● **Work item**: From the listing below, copy only the lines running from the line that contains "pub mod retry;" to the line that contains "let publisher: Arc<dyn", both included.

(Entries shown Opens)

//! 商品目录服务
//!
//! 管理商品库存：同步库存更新接口（供订单服务扣减）、
//! 订单事件消费者（创建审计、取消返还）以及库存变动事件发布。

pub mod consumer;
pub mod dedup;
pub mod error;
pub mod model;
pub mod routes;
pub mod service;
pub mod store;
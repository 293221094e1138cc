//! 共享库
//!
//! 包含所有服务共用的配置、错误处理、数据库连接、缓存、Kafka 等基础设施代码。

pub mod cache;
pub mod config;
pub mod database;
pub mod dlq;
pub mod error;
pub mod events;
pub mod kafka;
pub mod observability;
pub mod retry;
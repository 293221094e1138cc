//! 订单服务入口
//!
//! 同时运行 HTTP API（订单创建、查询、状态流转）和两个 Kafka 消费者
//! （支付结果消费者、死信队列消费者），通过 watch channel 优雅关闭。

use std::sync::Arc;

use tokio::net::TcpListener;
use tokio::sync::watch;
use tracing::{info, warn};

use shop_shared::config::AppConfig;
use shop_shared::database::Database;
use shop_shared::dlq::DlqConsumer;
use shop_shared::kafka::KafkaProducer;
use shop_shared::observability;

use order_service::catalog_client::HttpCatalogClient;
use order_service::consumer::PaymentStatusConsumer;
use order_service::orchestrator::{OrderCreateHandler, StockMode};
use order_service::routes::{self, AppState};
use order_service::store::PgOrderStore;

#[tokio::main]
async fn main() -> anyhow::Result<()> {
    let config = AppConfig::load("order-service")?;
    observability::init(&config.observability)?;

    info!(
        addr = %config.server_addr(),
        stock_mode = %config.order.stock_mode,
        enforce_status_gate = config.order.enforce_status_gate,
        "order-service 启动中"
    );

    let db = Database::connect(&config.database).await?;
    let producer = KafkaProducer::new(&config.kafka)?;

    let store = PgOrderStore::new(db.pool().clone());
    let catalog = Arc::new(HttpCatalogClient::new(&config.catalog_client)?);
    let publisher: Arc<dyn shop_shared::kafka::EventPublisher> = Arc::new(producer.clone());

    let create_handler = Arc::new(OrderCreateHandler::new(
        db.pool().clone(),
        catalog,
        publisher.clone(),
        StockMode::from_config(&config.order.stock_mode),
    ));

    let (shutdown_tx, shutdown_rx) = watch::channel(false);

    // 支付结果消费者
    let payment_consumer =
        PaymentStatusConsumer::new(&config, Arc::new(store.clone()), producer.clone())?;
    let payment_handle = tokio::spawn(payment_consumer.run(shutdown_rx.clone()));

    // DLQ 重投消费者（可按配置关闭）
    let dlq_handle = if config.kafka.dlq_redelivery_enabled {
        let dlq_consumer = DlqConsumer::new(&config, producer.clone())?;
        Some(tokio::spawn(dlq_consumer.run(shutdown_rx.clone())))
    } else {
        warn!("DLQ 重投已按配置禁用");
        None
    };

    let state = AppState {
        store,
        create_handler,
        publisher,
    };

    let listener = TcpListener::bind(config.server_addr()).await?;
    info!("order-service HTTP 服务已监听 {}", config.server_addr());

    axum::serve(listener, routes::router(state))
        .with_graceful_shutdown(async {
            let _ = tokio::signal::ctrl_c().await;
            info!("收到 ctrl-c，开始优雅关闭");
        })
        .await?;

    // HTTP 已停止，通知消费者退出并等待其完成在途消息
    let _ = shutdown_tx.send(true);
    let _ = payment_handle.await;
    if let Some(handle) = dlq_handle {
        let _ = handle.await;
    }

    db.close().await;
    info!("order-service 已退出");
    Ok(())
}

(Entries shown Closes)

● **Answer**:
pub mod retry;
repository 293221094e1138cc
//! 订单服务入口
//!
//! 同时运行 HTTP API（订单创建、查询、状态流转）和两个 Kafka 消费者
//! （支付结果消费者、死信队列消费者），通过 watch channel 优雅关闭。

use std::sync::Arc;

use tokio::net::TcpListener;
use tokio::sync::watch;
use tracing::{info, warn};

use shop_shared::config::AppConfig;
use shop_shared::database::Database;
use shop_shared::dlq::DlqConsumer;
use shop_shared::kafka::KafkaProducer;
use shop_shared::observability;

use order_service::catalog_client::HttpCatalogClient;
use order_service::consumer::PaymentStatusConsumer;
use order_service::orchestrator::{OrderCreateHandler, StockMode};
use order_service::routes::{self, AppState};
use order_service::store::PgOrderStore;

#[tokio::main]
async fn main() -> anyhow::Result<()> {
    let config = AppConfig::load("order-service")?;
    observability::init(&config.observability)?;

    info!(
        addr = %config.server_addr(),
        stock_mode = %config.order.stock_mode,
        enforce_status_gate = config.order.enforce_status_gate,
        "order-service 启动中"
    );

    let db = Database::connect(&config.database).await?;
    let producer = KafkaProducer::new(&config.kafka)?;

    let store = PgOrderStore::new(db.pool().clone());
    let catalog = Arc::new(HttpCatalogClient::new(&config.catalog_client)?);
    let publisher: Arc<dyn shop_shared::kafka::EventPublisher> = Arc::new(producer.clone());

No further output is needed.